Connect with us

Nasional

Polri Ancam Pidana Penolak Penguburan Jenazah Covid-19

Published

on

Kepala Biro Penerangan Masyarakat (Karopenmas) Divisi Humas Mabes Polri, Brigjen Raden Prabowo Argo Yuwono

Geosiar.com, Jakarta – Penolakan penguburan jenazah Corona sedang marak-maraknya. Hal itu membuat pihak kepolisian turun tangan. Kepala Biro Penerangan Masyarakat (Karopenmas) Divisi Humas Mabes Polri, Brigjen Raden Prabowo Argo Yuwono mengatakan, masyarakat yang menolak dapat dipidanakan.

“Karena kalau menolak nanti ada sanksi pidananya. Bisa dikenakan Undang-Undang tentang Wabah Penyakit,” ujar Argo saat dikonfirmasi di Jakarta, Jumat (17/4/2020).

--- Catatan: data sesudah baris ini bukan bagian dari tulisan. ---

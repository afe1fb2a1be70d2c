//! CSV Data Loader Module
//! Parses the population dataset and loads it on a background thread.

use crate::data::record::{parse_metric, PopulationRecord};
use polars::prelude::{CsvReadOptions, DataFrame, PolarsError, SerReader};
use rayon::prelude::*;
use serde::{Deserialize, Serialize};
use std::io::Cursor;
use std::path::{Path, PathBuf};
use std::sync::atomic::{AtomicBool, Ordering};
use std::sync::mpsc::{channel, Receiver, Sender};
use std::sync::Arc;
use std::thread;
use std::time::Duration;
use thiserror::Error;
use tracing::{debug, info, warn};

/// A failed read is retried once.
const MAX_ATTEMPTS: u32 = 2;
const RETRY_DELAY: Duration = Duration::from_millis(250);

#[derive(Error, Debug)]
pub enum LoaderError {
    #[error("Failed to read {}: {source}", .path.display())]
    Io {
        path: PathBuf,
        #[source]
        source: std::io::Error,
    },
    #[error("Failed to parse CSV: {0}")]
    CsvError(#[from] PolarsError),
    #[error("Missing column: {0}")]
    MissingColumn(&'static str),
}

impl LoaderError {
    fn is_retryable(&self) -> bool {
        matches!(self, LoaderError::Io { .. })
    }
}

/// Why a data row was rejected.
#[derive(Error, Debug, Clone, PartialEq)]
pub enum RowErrorKind {
    #[error("expected at least {needed} columns, found {found}")]
    TooFewColumns { needed: usize, found: usize },
    #[error("{field} is missing")]
    MissingField { field: &'static str },
    #[error("{field} is not a finite number: {value:?}")]
    InvalidNumber { field: &'static str, value: String },
}

/// A skipped row, with its 1-based line number in the source text.
#[derive(Error, Debug, Clone, PartialEq)]
#[error("line {line}: {kind}")]
pub struct RowError {
    pub line: usize,
    pub kind: RowErrorKind,
}

/// How data columns are located within a row.
#[derive(Debug, Clone, Copy, PartialEq, Eq, Default, Serialize, Deserialize)]
#[serde(rename_all = "lowercase")]
pub enum ColumnLayout {
    /// `country, [code,] year, population, density, growthRate`, with the
    /// optional code column detected per row from the width of column 1.
    #[default]
    Positional,
    /// Columns resolved by header name.
    Header,
}

/// Output of a parse: accepted records plus the rows that were skipped.
#[derive(Debug, Clone, Default, PartialEq)]
pub struct ParsedCsv {
    pub records: Vec<PopulationRecord>,
    pub skipped: Vec<RowError>,
}

/// Parse CSV text into population records.
pub fn parse_population_csv(text: &str, layout: ColumnLayout) -> Result<ParsedCsv, LoaderError> {
    let parsed = match layout {
        ColumnLayout::Positional => parse_positional(text),
        ColumnLayout::Header => parse_with_header(text)?,
    };

    for row in &parsed.skipped {
        warn!("Skipping malformed row: {}", row);
    }
    debug!(
        records = parsed.records.len(),
        skipped = parsed.skipped.len(),
        "Parsed population CSV"
    );
    Ok(parsed)
}

/// Read a CSV file from disk and parse it.
pub fn read_population_csv(path: &Path, layout: ColumnLayout) -> Result<ParsedCsv, LoaderError> {
    let text = std::fs::read_to_string(path).map_err(|source| LoaderError::Io {
        path: path.to_path_buf(),
        source,
    })?;
    parse_population_csv(&text, layout)
}

fn parse_positional(text: &str) -> ParsedCsv {
    // Header is line 1; data rows keep their file line numbers.
    let rows: Vec<(usize, &str)> = text
        .lines()
        .enumerate()
        .skip(1)
        .filter(|(_, line)| !line.trim().is_empty())
        .map(|(idx, line)| (idx + 1, line))
        .collect();

    let results: Vec<Result<PopulationRecord, RowError>> = rows
        .par_iter()
        .map(|&(line, row)| parse_positional_row(line, row))
        .collect();

    let mut parsed = ParsedCsv::default();
    for result in results {
        match result {
            Ok(record) => parsed.records.push(record),
            Err(err) => parsed.skipped.push(err),
        }
    }
    parsed
}

fn parse_positional_row(line: usize, row: &str) -> Result<PopulationRecord, RowError> {
    let columns: Vec<&str> = row.split(',').collect();
    let too_few = |needed: usize| RowError {
        line,
        kind: RowErrorKind::TooFewColumns {
            needed,
            found: columns.len(),
        },
    };

    if columns.len() < 2 {
        return Err(too_few(5));
    }

    // A 4-character second column is the year; otherwise it is a code column.
    let offset = if columns[1].chars().count() == 4 { 1 } else { 2 };
    if columns.len() < offset + 4 {
        return Err(too_few(offset + 4));
    }

    build_record(
        line,
        columns[0],
        columns[offset],
        columns[offset + 1],
        columns[offset + 2],
        columns[offset + 3],
    )
}

fn build_record(
    line: usize,
    country: &str,
    year: &str,
    population: &str,
    density: &str,
    growth_rate: &str,
) -> Result<PopulationRecord, RowError> {
    for (field, value) in [
        ("population", population),
        ("density", density),
        ("growthRate", growth_rate),
    ] {
        if parse_metric(value).is_none() {
            return Err(RowError {
                line,
                kind: RowErrorKind::InvalidNumber {
                    field,
                    value: value.to_string(),
                },
            });
        }
    }

    Ok(PopulationRecord {
        country: country.to_string(),
        year: year.to_string(),
        population: population.to_string(),
        density: density.to_string(),
        growth_rate: growth_rate.to_string(),
    })
}

const HEADER_FIELDS: [&str; 5] = ["country", "year", "population", "density", "growthRate"];

fn normalize_header(name: &str) -> String {
    name.chars()
        .filter(|c| !matches!(c, '_' | '-' | ' '))
        .flat_map(char::to_lowercase)
        .collect()
}

fn find_column(df: &DataFrame, wanted: &'static str) -> Result<String, LoaderError> {
    let target = normalize_header(wanted);
    df.get_column_names()
        .iter()
        .find(|name| normalize_header(name.as_str()) == target)
        .map(|name| name.to_string())
        .ok_or(LoaderError::MissingColumn(wanted))
}

fn parse_with_header(text: &str) -> Result<ParsedCsv, LoaderError> {
    // Schema inference disabled: every column is read as a string so that
    // metric text reaches the record unchanged.
    let df = CsvReadOptions::default()
        .with_has_header(true)
        .with_infer_schema_length(Some(0))
        .into_reader_with_file_handle(Cursor::new(text.as_bytes().to_vec()))
        .finish()?;

    let mut names = Vec::with_capacity(HEADER_FIELDS.len());
    for field in HEADER_FIELDS {
        names.push(find_column(&df, field)?);
    }
    let mut columns = Vec::with_capacity(names.len());
    for name in &names {
        columns.push(df.column(name)?.as_materialized_series().str()?);
    }

    let mut parsed = ParsedCsv::default();
    for i in 0..df.height() {
        let line = i + 2;
        // Polars keeps blank lines as all-null rows.
        if columns
            .iter()
            .all(|column| column.get(i).map_or(true, str::is_empty))
        {
            continue;
        }

        let mut fields = [""; 5];
        let mut missing = None;
        for (slot, (column, field)) in fields.iter_mut().zip(columns.iter().zip(HEADER_FIELDS)) {
            match column.get(i) {
                Some(value) => *slot = value,
                None => {
                    missing = Some(field);
                    break;
                }
            }
        }

        if let Some(field) = missing {
            parsed.skipped.push(RowError {
                line,
                kind: RowErrorKind::MissingField { field },
            });
            continue;
        }

        match build_record(line, fields[0], fields[1], fields[2], fields[3], fields[4]) {
            Ok(record) => parsed.records.push(record),
            Err(err) => parsed.skipped.push(err),
        }
    }
    Ok(parsed)
}

/// Messages sent from the loader thread to the UI.
#[derive(Debug)]
pub enum LoadMessage {
    Retrying { attempt: u32, error: String },
    Complete(ParsedCsv),
    Failed(String),
}

/// Receiving end of a background load.
///
/// Dropping the handle cancels the load: the worker checks the flag before
/// every send and discards its result once cancelled.
pub struct LoadHandle {
    generation: u64,
    rx: Receiver<LoadMessage>,
    cancelled: Arc<AtomicBool>,
}

impl LoadHandle {
    pub fn generation(&self) -> u64 {
        self.generation
    }

    pub fn cancel(&self) {
        self.cancelled.store(true, Ordering::Release);
    }

    /// Drain every message that has arrived so far without blocking.
    pub fn poll(&self) -> Vec<LoadMessage> {
        self.rx.try_iter().collect()
    }

    #[cfg(test)]
    pub fn recv_timeout(&self, timeout: Duration) -> Option<LoadMessage> {
        self.rx.recv_timeout(timeout).ok()
    }
}

impl Drop for LoadHandle {
    fn drop(&mut self) {
        self.cancel();
    }
}

/// Spawns background loads and numbers them.
pub struct DataLoader {
    layout: ColumnLayout,
    file_path: Option<PathBuf>,
    next_generation: u64,
}

impl DataLoader {
    pub fn new(layout: ColumnLayout) -> Self {
        Self {
            layout,
            file_path: None,
            next_generation: 0,
        }
    }

    /// Get file path of the most recent load.
    pub fn file_path(&self) -> Option<&Path> {
        self.file_path.as_deref()
    }

    /// Start loading `path` on a background thread.
    pub fn spawn(&mut self, path: PathBuf) -> LoadHandle {
        self.next_generation += 1;
        let generation = self.next_generation;
        self.file_path = Some(path.clone());

        let (tx, rx) = channel();
        let cancelled = Arc::new(AtomicBool::new(false));
        let worker_cancelled = Arc::clone(&cancelled);
        let layout = self.layout;

        info!(generation, path = %path.display(), "Loading population CSV");
        thread::spawn(move || Self::run_load(&path, layout, &tx, &worker_cancelled));

        LoadHandle {
            generation,
            rx,
            cancelled,
        }
    }

    fn run_load(path: &Path, layout: ColumnLayout, tx: &Sender<LoadMessage>, cancelled: &AtomicBool) {
        let deliver = |message: LoadMessage| {
            if cancelled.load(Ordering::Acquire) {
                debug!("Load cancelled, dropping {:?}", message);
                return;
            }
            let _ = tx.send(message);
        };

        let mut attempt = 1;
        let result = loop {
            match read_population_csv(path, layout) {
                Ok(parsed) => break Ok(parsed),
                Err(err) if err.is_retryable() && attempt < MAX_ATTEMPTS => {
                    warn!(attempt, "Load failed, retrying: {}", err);
                    deliver(LoadMessage::Retrying {
                        attempt,
                        error: err.to_string(),
                    });
                    thread::sleep(RETRY_DELAY);
                    if cancelled.load(Ordering::Acquire) {
                        return;
                    }
                    attempt += 1;
                }
                Err(err) => break Err(err),
            }
        };

        match result {
            Ok(parsed) => {
                info!(
                    records = parsed.records.len(),
                    skipped = parsed.skipped.len(),
                    "Population CSV loaded"
                );
                deliver(LoadMessage::Complete(parsed));
            }
            Err(err) => {
                warn!("Load failed: {}", err);
                deliver(LoadMessage::Failed(err.to_string()));
            }
        }
    }
}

Argo menegaskan, masyarakat yang menolak penguburan pasien jenazah Corona dapat dikenakan Pasal 212 KUHP dan/atau Pasal 214 KUHP dan/atau Pasal 14 Undang-Undang Nomor 4 Tahun 1984 tentang Wabah Penyakit Menular.
Pasal 14 ayat 1 menyatakan bahwa, barang siapa dengan sengaja menghalangi pelaksanaan penanggulangan wabah sebagaimana diatur dalam Undang-Undang ini, diancam dengan pidana penjara selama-lamanya 1 tahun dan/atau denda setinggi-tingginya Rp1 juta.

Kemudian Pasal 14 ayat 2 menyatakan, barang siapa karena kealpaannya mengakibatkan terhalangnya pelaksanaan penanggulangan wabah sebagaimana diatur dalam Undang-Undang ini, diancam dengan pidana kurungan selama-lamanya 6 bulan dan/atau denda setinggi-tingginya Rp500 ribu.

Lalu Pasal 14 ayat 3 menyatakan, tindak pidana sebagaimana dimaksud dalam ayat 1 adalah kejahatan dan tindak pidana sebagaimana dimaksud dalam ayat 2 adalah pelanggaran.

Namun begitu, mantan Kabid Humas Polda Metro Jaya ini menyebutkan, pihaknya dibantu oleh TNI dan pemerintah daerah terus mengimbau warga agar tak melakukan penolakan tersebut.

“Kita tetap melakukan imbauan kepada masyarakat, agar bisa membantu jangan sampai ada penolakan kembali,” tutur Argo.